Aymara Bible editions from both 1997 and 2011 have been accessible on Bible portals since about 2012.

==Quechuan languages==
The Catechism and the Doctrina christiana were published in 1584, shortly after Spanish conquest, in a version in Quechua and Aymara approved by the Council of Lima (Ciudad de los Reyes) in 1583, but attempts to translate the Bible into these languages were suppressed by the Spanish authorities and the Catholic Church. Only in the 19th century missionaries began to translate the New Testament into Quechua. In 1822 the Scottish baptist pastor James Thompson planned to translate the whole Bible into Quechua and Aymara. During the Peruvian war of independence he was called by José de San Martín to Peru in 1822. From 1822 to 1824 together with a team of four translators he translated the New Testament into Quechua, but due to the war the manuscript was lost in 1825. So the first book of the Bible to be published in Quechua was the Gospel of John in Classical Quechua in 1880. At the beginning of the 20th century, Clorinda Matto (1852–1909), a writer from Cuzco living in Buenos Aires, translated the four Gospels, the Acts of the Apostles and the Epistle to the Romans from Spanish into Cusco Quechua, published between 1901 and 1904. In 1907 and 1915, revised versions followed. Between 1917 and 1929, parts of the Bible in South Bolivian Quechua and Spanish were published: a bilingual Quechua-Spanish edition of the four Gospels in 1917, a bilingual New Testament in 1922 and the Psalms in 1929. A new edition of the New Testament in Bolivian Quechua appeared in 1977.

In 1923 the first translation of the four Gospels into a Central Quechua dialect appeared in Huallaga Quechua in Peru. In the Ayacucho Region the Presbyterian Quechua pastor and songwriter Florencio Segura, author of an extensive Christian Quechua songbook, which appeared in several editions, translated the Gospel of John, published in 1954 in Ayacucho Quechua.

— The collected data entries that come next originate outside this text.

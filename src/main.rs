#![deny(unused_variables)]
#![deny(dead_code)]
#![deny(unused_imports)]

use clap::{Args, CommandFactory, Parser, Subcommand};
use cluster_accuracy::data::{Dichotomizer, LoaderConfig, load_rater_table};
use cluster_accuracy::estimate_comparison;
use cluster_accuracy::report::ReportFile;
use std::process;

#[derive(Parser)]
#[command(
    name = "cluster-accuracy",
    about = "Cluster-adjusted sensitivity, specificity, PPV and NPV for multi-rater studies",
    long_about = "Estimates diagnostic accuracy of a binary test read by several raters per subject, \
                 with 95% Wald intervals whose variance treats each subject as one cluster."
)]
struct Cli {
    #[command(subcommand)]
    command: Option<Commands>,
}

#[derive(Args)]
struct EstimateArgs {
    /// Path to a TSV file with one row per subject: gold column plus one column per rater
    table: String,

    /// Name of the gold-standard column
    #[arg(long, default_value = "gold")]
    gold_column: String,

    /// Name of the optional subject identifier column
    #[arg(long, default_value = "subject_id")]
    subject_column: String,

    /// Comma-separated rater columns (default: every other column)
    #[arg(long, value_delimiter = ',')]
    raters: Vec<String>,

    /// Readings at or above this value count as test positive
    #[arg(long, default_value = "0.5")]
    threshold: f64,

    /// Threshold for the gold-standard column (default: same as --threshold)
    #[arg(long)]
    gold_threshold: Option<f64>,

    /// Write the full report as TOML to this path
    #[arg(long, value_name = "PATH")]
    output: Option<String>,

    /// Also report observation-independent intervals for comparison
    #[arg(long)]
    compare_naive: bool,
}

#[derive(Subcommand)]
enum Commands {
    /// Estimate Se, Sp, PPV and NPV with cluster-adjusted intervals
    #[command(about = "Estimate accuracy metrics (optionally outputs: report.toml)")]
    Estimate(EstimateArgs),

    /// Print a previously saved report
    #[command(about = "Print a saved TOML report")]
    Show {
        /// Path to a report written by `estimate --output`
        #[arg(value_name = "REPORT_PATH")]
        report: String,
    },

    /// Display version information
    Version,
}

fn estimate(args: EstimateArgs) -> Result<(), Box<dyn std::error::Error>> {
    let config = LoaderConfig {
        gold_column: args.gold_column,
        subject_column: args.subject_column,
        rater_columns: args.raters,
        gold: Dichotomizer::new(args.gold_threshold.unwrap_or(args.threshold)),
        raters: Dichotomizer::new(args.threshold),
    };

    let table = load_rater_table(&args.table, &config)?;
    let comparison = estimate_comparison(&table)?;
    let report = ReportFile::new(&args.table, config, comparison, args.compare_naive);

    print!("{report}");

    if let Some(path) = args.output {
        report.save(&path)?;
        log::info!("Report written to '{path}'");
    }
    Ok(())
}

fn show(path: &str) -> Result<(), Box<dyn std::error::Error>> {
    let report = ReportFile::load(path)?;
    print!("{report}");
    Ok(())
}

fn main() {
    env_logger::Builder::from_env(env_logger::Env::default().default_filter_or("warn")).init();

    let cli = Cli::parse();

    let result = match cli.command {
        Some(Commands::Estimate(args)) => estimate(args),
        Some(Commands::Show { report }) => show(&report),
        Some(Commands::Version) => {
            println!("cluster-accuracy {}", env!("CARGO_PKG_VERSION"));
            Ok(())
        }
        None => {
            let mut command = Cli::command();
            command.print_help().map_err(|e| e.into())
        }
    };

    if let Err(e) = result {
        eprintln!("Error: {e}");
        process::exit(1);
    }
}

In the same year the Gospel of Luke, translated under the guidance of the Presbyterian pastor Homer Emerson into Ayacucho Quechua, was printed. In Peru, the first Quechua translation of the New Testament was published in 1947 in Cusco Quechua. Translations followed in Ayacucho Quechua in 1958 and 1981, and in Cusco Quechua 1986. The first translation of the New Testament into Quichua of Ecuador was published in 1954.

It was not until the last quarter of the 20th century that translations of the whole Bible from Hebrew and Greek into Quechua were done, but since then several Quechua Bible translations have been completed. Most work has been done by Protestant groups with international support, but two Catholic translations have also appeared. The first translation of the whole Old and New Testament into Quechua, but without deuterocanonicals, was published in 1986 in Bolivian Quechua. In the Ayacucho Region, the Quechua pastor and translator Rómulo Sauñe Quicaña was the first to give way to a whole Bible translation in Peru, which appeared 1987 in Ayacucho Quechua. For his translation from Hebrew, Sauñe traveled to Israel. In 1992 he was murdered by terrorists of the Shining Path, together with three companions. In 1988 the first translation of the whole Bible into Cusco Quechua, jointly sponsored by the Catholic Church and Protestant groups, was published. In Ecuador, Bible translations into three Kichwa varieties appeared in 1989 (Chimborazo), 1994 (Imbabura), and 2010 (Cañar). In 1996, an interconfessional team published a new edition of the Bolivian Quechua Bible, and in 2004 an extended edition with the deuterocanonicals appeared. In 2010 the first Bible translation into a Central Quechua variety was published, namely Huallaga Quechua, which was realized under the guidance of the Wycliffe Translator and linguist David Weber of SIL International.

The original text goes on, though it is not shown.